Doch die Herausforderungen bleiben: Wie gehen wir mit immer komplexeren Datensätzen um? Wie können wir neue Technologien sinnvoll in bestehende Versorgungssysteme integrieren? Für wen sind welche Therapien sinnvoll und welche neue Ziele setzen wir uns? Wie garantieren wir, dass die Menschlichkeit in der Medizin nicht verloren geht, auch in Zeiten der digitalen Transformation?

Warum die Innere Medizin wie kein anderes Fachgebiet prädestiniert ist, den Paradigmenwechsel jetzt und in der Zukunft zu nutzen und bei der Neuausrichtung der Medizin eine Vorreiterrolle zu übernehmen, wollen wir beim Internistenkongress 2026 thematisieren.

Dazu nehmen das Kongressteam und die Programmkommissionen folgenden Fragestellungen näher in den Blick:

  • Moderne Konzepte für Prävention und Therapie – wie setzen wir sie um? PROMS und Patientenverantwortung – Versprechen oder Realität?

  • Digitale Transformation und KI – wo nutzen sie heute und morgen im klinischen Alltag?

  • Ambulanten Medizin als Zukunftsmodell – Chancen und Grenzen?

  • Geschlechterspezifische Medizin, Transition und Long-Term Survivorship – wie schließen wir Wissens- und Versorgungslücken?

  • Interprofessionelle Versorgung und gesellschaftliche Verantwortung – was benötigen wir, um morgen besser zu sein?

  • Wie gewährleisten wir eine breite und nachhaltige Wissenschaftskultur in der Medizin?

  • Was können wir von unseren europäischen Kollegen lernen?

Dieser Paradigmenwechsel ist nicht nur eine Herausforderung, sondern bietet auch die einzigartige Chance, die Medizin als eine zukunftsorientierte Disziplin zu gestalten – basierend auf Prävention, interdisziplinärer Zusammenarbeit und individueller Patientenversorgung.

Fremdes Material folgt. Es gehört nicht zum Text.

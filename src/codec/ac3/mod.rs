//! AC3 (ATSC A/52) elementary stream handling: sync-frame parsing and
//! byte-exact split re-framing.
//!
//! Only the synchronization info is decoded; audio samples are never
//! touched. Frame boundaries and sample counts are all the split
//! engine needs.

mod parser;
mod splitter;

pub use parser::{parse_sync_info, SyncInfo, SAMPLES_PER_FRAME};
pub use splitter::{split_es, SplitAudio};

Das erfordert, etablierte Denkmuster zu hinterfragen und bestehende Strukturen kritisch zu reflektieren. In diesem Sinne möchte ich Sie ermuntern, sich auf die Herausforderungen dieses Paradigmenwechsels einzulassen und uns im Laufe des Kongressjahres 2025/26 auch Ihre Gedanken dazu mitzuteilen. Lassen Sie uns offen, integrativ und neu denken, um die Innere Medizin von morgen zu gestalten – eine Medizin, die sowohl technologisch fortschrittlich als auch menschlich ist.

Ich freue mich auf die Begegnungen mit Ihnen und einen anregenden und bereichernden Austausch bei der DGIM 2026.